LAS VEGAS -- Broadband Vision -- In the era of Internet-connected televisions, pay-TV is rapidly becoming just another app on a video streaming device, a Roku executive told the independent telcos assembled here.
Half of the US televisions in use now have an Internet connection, claims Steve Shannon, GM-content and services at Roku Inc. , either through a smart TV, a gaming console or a streaming device such as Roku's. And for 43% of Roku's millions of users, the streaming device is "input one" -- the first thing viewers go to when they turn on the TV, according to the company's survey of its customers earlier this year.
If the pay-TV service isn't represented on that streaming device, through TV Everywhere or an electronic program guide (EPG) that is video-streamed, "consumers will go watch Netflix or Hulu or something else" and never connect to their pay-TV service, and that behavior ultimately leads to cord-cutting, Shannon said.
His message was of interest to the audience of independent telcos because many of them once offered or considered offering pay-TV services through IPTV but have backed away because of the high cost of content. They are still looking for ways to monetize their broadband buildouts and some have turned to bundling Roku devices with their service as an incentive for consumers to buy higher tiers of service that better support video streaming.

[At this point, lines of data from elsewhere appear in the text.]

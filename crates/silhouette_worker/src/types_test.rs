use super::*;

fn triangle() -> MeshBuffers {
  MeshBuffers::indexed(
    vec![0.0, 0.0, 0.0, 1.0, 0.0, 0.0, 0.0, 1.0, 0.0],
    vec![0, 1, 2],
  )
}

#[test]
fn test_mesh_buffer_counts() {
  let mesh = triangle();
  assert_eq!(mesh.vertex_count(), 3);
  assert_eq!(mesh.index_count(), 3);
  assert_eq!(mesh.triangle_count(), 1);
  assert!(mesh.is_indexed());
}

#[test]
fn test_non_indexed_counts() {
  let mesh = MeshBuffers::non_indexed(vec![0.0; 18]);
  assert_eq!(mesh.vertex_count(), 6);
  assert_eq!(mesh.index_count(), 0);
  assert_eq!(mesh.triangle_count(), 2);
  assert!(!mesh.is_indexed());
}

#[test]
fn test_check_layout() {
  assert!(triangle().check_layout().is_ok());

  let bad_position = MeshBuffers::non_indexed(vec![0.0; 4]);
  assert!(bad_position.check_layout().is_err());

  let bad_index = MeshBuffers::indexed(vec![0.0; 9], vec![0, 1]);
  let reason = bad_index.check_layout().unwrap_err();
  assert!(reason.contains("index buffer length 2"));
}

#[test]
fn test_from_slices_copies() {
  let position = [1.0, 2.0, 3.0];
  let mesh = MeshBuffers::from_slices(&position, None);
  assert_eq!(mesh.position, vec![1.0, 2.0, 3.0]);
  assert_eq!(mesh.index, None);
  // Source is still usable
  assert_eq!(position[0], 1.0);
}

#[test]
fn test_output_mode_serde() {
  assert_eq!(serde_json::to_string(&OutputMode::Both).unwrap(), "\"both\"");
  let mode: OutputMode = serde_json::from_str("\"single\"").unwrap();
  assert_eq!(mode, OutputMode::Single);
  assert_eq!(OutputMode::default(), OutputMode::Single);
}

#[test]
fn test_missing_index_deserializes_to_none() {
  let mesh: MeshBuffers = serde_json::from_str(r#"{"position":[0,0,0]}"#).unwrap();
  assert_eq!(mesh.index, None);
  assert!(!serde_json::to_string(&mesh).unwrap().contains("index"));
}

#[test]
fn test_aabb_encapsulate() {
  let mut aabb = MinMaxAABB::empty();
  aabb.encapsulate([1.0, 2.0, 3.0]);
  aabb.encapsulate([-1.0, -2.0, -3.0]);

  assert_eq!(aabb.min, [-1.0, -2.0, -3.0]);
  assert_eq!(aabb.max, [1.0, 2.0, 3.0]);
  assert!(aabb.is_valid());
  assert!(!MinMaxAABB::empty().is_valid());
}

#[test]
fn test_silhouette_mesh_attributes() {
  let buffers = triangle();
  let mesh = SilhouetteMesh::from_parts(buffers.position, buffers.index);

  assert_eq!(mesh.position().item_size(), 3);
  assert_eq!(mesh.index().map(BufferAttribute::item_size), Some(1));
  assert_eq!(mesh.vertex_count(), 3);
  assert_eq!(mesh.index_count(), 3);
  assert_eq!(mesh.triangle_count(), 1);
  assert_eq!(mesh.bounds().max, [1.0, 1.0, 0.0]);

  let positions: Vec<Vec3> = mesh.positions().collect();
  assert_eq!(positions[1], Vec3::X);

  let back = mesh.into_buffers();
  assert_eq!(back, triangle());
}

#[test]
fn test_mesh_result_accessors() {
  let a = SilhouetteMesh::from_parts(vec![0.0; 3], None);
  let b = SilhouetteMesh::from_parts(vec![1.0; 3], None);

  let single = MeshResult::Single(a.clone());
  assert_eq!(single.output_mode(), OutputMode::Single);
  assert_eq!(single.meshes().len(), 1);
  assert!(single.as_single().is_some());

  let groups = MeshResult::Groups(vec![a.clone(), b.clone()]);
  assert_eq!(groups.output_mode(), OutputMode::Both);
  assert!(groups.as_single().is_none());
  assert_eq!(groups.into_meshes(), vec![a, b]);
}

Only 31% of Roku users still engage directly with their pay-TV service first, Shannon claimed, but 98% said a TV Everywhere app increases the value of their pay-TV service and 93% said such apps make them less likely to churn. Thirty-four percent of those Roku users surveyed said they would re-subscribe to a pay-TV service if it was offered as an app.
"If you are going into the pay-TV business, you need to have an app, not just an EPG," he said.
Shannon admitted the current user authentication process for viewing apps on a video streaming platform is clunky. He said the industry must work out a way for the streaming device, which knows the user identity, to share that ID directly with apps, rather than require users to enter separate user ID and password for each app, given that entering data on a smart TV is a slow process using a remote, not a keyboard.
The overall benefit of moving away from the EPG approach and toward an app is the ability to add features and value to the apps that target its users.
"Think what Fox could do with an app, he said. "So now you have 50 groups of people who know their programming developing, instead of one. The future is delivered by these programmers that learn to develop the software that matches their video and their audience -- our job is to provide the platform."
This is also the opportunity for pay-TV providers to shed the high cost of providing set-top boxes, which Shannon says cost the industry $20 billion a year.
He cited Time Warner Cable Inc. (NYSE: TWC), British Sky Broadcasting Group plc and Dish Network LLC (Nasdaq: DISH) as pay-TV providers that are already starting to make their pay-TV services available as apps. Roku also has deals in place with Walt Disney Co. (NYSE: DIS) and ESPN to create channels on the Roku platform for their streaming content, he said.